[Data Boundary: Start]
//! End-to-end runs through the real extractor, detector, and Ollama client against local fakes.

use std::io::Write;
use std::sync::Arc;
use std::time::Duration;

use futures_util::StreamExt;
use httpmock::{
    Method::{GET, POST},
    MockServer,
};
use lopdf::content::{Content, Operation};
use lopdf::{Document, Object, Stream, dictionary};
use pdfdigest::{
    extraction::PdfTextExtractor,
    language::WhatlangDetector,
    llm::{OllamaClient, OutputMode},
    processing::{PipelineError, PipelineSettings, ProcessingService, SummaryEvent},
};
use serde_json::json;

fn single_page_pdf(line: &str) -> Vec<u8> {
    let mut doc = Document::with_version("1.5");
    let pages_id = doc.new_object_id();
    let font_id = doc.add_object(dictionary! {
        "Type" => "Font",
        "Subtype" => "Type1",
        "BaseFont" => "Courier",
    });
    let resources_id = doc.add_object(dictionary! {
        "Font" => dictionary! { "F1" => font_id },
    });
    let content = Content {
        operations: vec![
            Operation::new("BT", vec![]),
            Operation::new("Tf", vec!["F1".into(), 12.into()]),
            Operation::new("Td", vec![72.into(), 700.into()]),
            Operation::new("Tj", vec![Object::string_literal(line)]),
            Operation::new("ET", vec![]),
        ],
    };
    let content_id = doc.add_object(Stream::new(
        dictionary! {},
        content.encode().expect("encode content"),
    ));
    let page_id = doc.add_object(dictionary! {
        "Type" => "Page",
        "Parent" => pages_id,
        "Contents" => content_id,
        "Resources" => resources_id,
        "MediaBox" => vec![0.into(), 0.into(), 595.into(), 842.into()],
    });
    let kids: Vec<Object> = vec![page_id.into()];
    doc.objects.insert(
        pages_id,
        Object::Dictionary(dictionary! {
            "Type" => "Pages",
            "Kids" => kids,
            "Count" => 1,
        }),
    );
    let catalog_id = doc.add_object(dictionary! {
        "Type" => "Catalog",
        "Pages" => pages_id,
    });
    doc.trailer.set("Root", catalog_id);

    let mut bytes = Vec::new();
    doc.save_to(&mut bytes).expect("save pdf");
    bytes
}

fn service_against(server: &MockServer) -> ProcessingService {
    let llm = OllamaClient::new(
        server.base_url(),
        "llama3".into(),
        OutputMode::Schema,
        Duration::from_secs(5),
    )
    .expect("ollama client");
    ProcessingService::with_components(
        Arc::new(
            PdfTextExtractor::with_fetch_timeout(Duration::from_secs(5)).expect("extractor"),
        ),
        Arc::new(WhatlangDetector),
        Arc::new(llm),
        PipelineSettings::default(),
    )
    .expect("valid settings")
}

#[tokio::test]
async fn local_pdf_runs_to_final_summary() {
    let server = MockServer::start_async().await;
    server
        .mock_async(|when, then| {
            when.method(POST).path("/api/generate");
            then.status(200).json_body(json!({
                "response": "{\"summary\":\"Revenue grew.\",\"document_language\":\"en\"}",
                "done": true
            }));
        })
        .await;

    let mut file = tempfile::Builder::new()
        .suffix(".pdf")
        .tempfile()
        .expect("temp file");
    file.write_all(&single_page_pdf("Revenue grew strongly during the third quarter."))
        .expect("write pdf");
    let source = file.path().to_string_lossy().to_string();

    let service = service_against(&server);
    let events: Vec<_> = service.summarize_pdf(&source).collect().await;

    assert_eq!(events.len(), 2, "one chunk event then the final event: {events:?}");
    assert!(matches!(
        &events[0],
        Ok(SummaryEvent::Chunk(chunk))
            if chunk.chunk_index == 1 && chunk.partial_summary == "Revenue grew."
    ));
    let Ok(SummaryEvent::Final(summary)) = &events[1] else {
        panic!("expected final event, got {:?}", events[1]);
    };
    assert_eq!(summary.final_summary, "Revenue grew.");
    assert_eq!(summary.metadata.pages, 1);
    assert_eq!(summary.metadata.chunks, 1);
    let snapshot = service.metrics_snapshot();
    assert_eq!(snapshot.documents_summarized, 1);
    assert_eq!(snapshot.chunks_summarized, 1);
}

#[tokio::test]
async fn remote_download_failure_ends_run_with_error() {
    let server = MockServer::start_async().await;
    server
        .mock_async(|when, then| {
            when.method(GET).path("/gone.pdf");
            then.status(404);
        })
        .await;
    let generate = server
        .mock_async(|when, then| {
            when.method(POST).path("/api/generate");
            then.status(500);
        })
        .await;

    let service = service_against(&server);
    let events: Vec<_> = service
        .summarize_pdf(&server.url("/gone.pdf"))
        .collect()
        .await;

    assert_eq!(events.len(), 1);
    assert!(matches!(
        &events[0],
        Err(PipelineError::ExtractionFailed(message)) if message.contains("HTTP 404")
    ));
    generate.assert_hits_async(0).await;
    assert_eq!(service.metrics_snapshot().failed_runs, 1);
}

#[tokio::test]
async fn provider_failure_stops_at_first_chunk() {
    let server = MockServer::start_async().await;
    server
        .mock_async(|when, then| {
            when.method(GET).path("/report.pdf");
            then.status(200)
                .header("content-type", "application/pdf")
                .body(single_page_pdf("Quarterly report with several findings."));
        })
        .await;
    server
        .mock_async(|when, then| {
            when.method(POST).path("/api/generate");
            then.status(429).body("slow down");
        })
        .await;

    let service = service_against(&server);
    let events: Vec<_> = service
        .summarize_pdf(&server.url("/report.pdf"))
        .collect()
        .await;

    assert_eq!(events.len(), 1, "no chunk event before the failure: {events:?}");
    assert!(matches!(
        &events[0],
        Err(PipelineError::ChunkSummarizationFailed { chunk_index: 1, .. })
    ));
    assert_eq!(service.metrics_snapshot().failed_runs, 1);
}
[Data Boundary: End]
[Try it] Show each line of the material above where "into" occurs.

[Answer section]
            Operation::new("Tf", vec!["F1".into(), 12.into()]),
            Operation::new("Td", vec![72.into(), 700.into()]),
        "MediaBox" => vec![0.into(), 0.into(), 595.into(), 842.into()],
    let kids: Vec<Object> = vec![page_id.into()];
        "llama3".into(),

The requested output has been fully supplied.